SpiroPak is a nature-inspired high-performance structured packing for chemical processing industries, such as liquefied natural gas (LNG) and carbon capture. Developed and prototyped using 3D printing, the improved efficiency of gas and liquid flow can increase capacity and reduce energy use.


Category winners

Health Sciences

High Protein plant-based food ingredient

Team: Hayder Al-Ali: School of Public Health, Dr Stuart Johnson and Dr Mark Hackett: School of Molecular and Life Sciences, Professor Muhammad Gulzar: Teagasc Food Research Centre (Ireland) Dr Emmanuel Karakyriakos: Central Chemical Consulting Pty Ltd.

Researchers have developed a processing technique that unlocks the functionality of protein in the Australian crop lupin. The versatile food ingredient is inexpensive and sustainable, and could be the answer to increasing industry demand for vegan, non-GM, gluten-free, high-protein food.


Science and Engineering

Thermal Batteries

Team: Professor Craig Buckley, Dr Terry Humphries, Dr Kasper Møller, Dr Veronica Sofianos, Dr Mark Paskevicius, and Lucas Poupin: School of Electrical Engineering, Computing and Mathematical Sciences

Researchers have developed a battery that stores energy as heat using high temperature chemical reactions. The team has partnered with international renewable energy companies to develop and scale the technology which costs just a fraction of competing battery technologies.
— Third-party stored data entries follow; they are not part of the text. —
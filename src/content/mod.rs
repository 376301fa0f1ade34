/// Posts, likes and comments
mod comments;
mod posts;

pub use comments::CommentService;
pub use posts::{LikeOutcome, PostService};

use serde::{Deserialize, Serialize};
use validator::Validate;

/// Longest result set returned by post search
pub const SEARCH_LIMIT: i64 = 50;

/// New post body
#[derive(Debug, Clone, Serialize, Deserialize, Validate)]
pub struct NewPost {
    #[validate(length(min = 1, max = 50))]
    pub title: String,
    #[validate(length(min = 1, max = 120))]
    pub text: String,
}

/// Partial post update. Absent or blank fields are left unchanged.
#[derive(Debug, Clone, Default, Serialize, Deserialize, Validate)]
pub struct PostPatch {
    #[serde(default)]
    #[validate(length(max = 50))]
    pub title: Option<String>,
    #[serde(default)]
    #[validate(length(max = 120))]
    pub text: Option<String>,
}

impl PostPatch {
    /// Trimmed, non-blank fields only
    pub fn effective(&self) -> PostPatch {
        fn keep(field: &Option<String>) -> Option<String> {
            field
                .as_deref()
                .map(str::trim)
                .filter(|s| !s.is_empty())
                .map(str::to_string)
        }

        PostPatch {
            title: keep(&self.title),
            text: keep(&self.text),
        }
    }

    pub fn is_empty(&self) -> bool {
        self.title.is_none() && self.text.is_none()
    }
}

/// New comment body
#[derive(Debug, Clone, Serialize, Deserialize)]
pub struct NewComment {
    #[serde(default)]
    pub text: String,
}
*Winners of the 2019 People’s Choice Award 



Huey - the household energy indicator

Team: Dr Joshua Byrne: School of Built Environment and Design, Gary McGhee: Buzzware Solutions, Australia

Huey is an elegant smart device created to bring energy awareness to home owners and occupiers. By presenting the real-time status of a household’s energy balance (consumption, generation and storage) in an intuitive, always on and consumer-friendly way, households are empowered to better manage their energy use.


Business and Law

Thrive at Work

Team: Meredith Carr, Dannielle Finnerty, Professor Mark Griffin, Lucinda Iles, Dr Karina Jorritsma, Megan Orchard, Kimberley Parker, Professor Sharon Parker and Jennifer Warr: Future of Work Institute

Thrive at Work is an initiative that helps organisations to design, implement and sustain healthy, high performing work environments. With the support of the Mental Health Commission WA, Thrive at Work offers evidence-based tools and resources to workplaces, to help them create well-being strategies and measurable action plans to enhance employee well-being.


Teaching and Learning

Research Screener

Team: Dr Leo Ng: School of Physiotherapy and Exercise Science, Dr Kevin Chai: Curtin Institute for Computation, Peter Edwards (Curtin alumnus)

Research Screener is a new web app that can analyse thousands of academic papers with speed and accuracy. The app uses sophisticated AI technologies including machine learning and natural language processing to identify and rank relevant abstracts. With the help of the app, research teams can reduce their time spent screening from 100 hours to just five.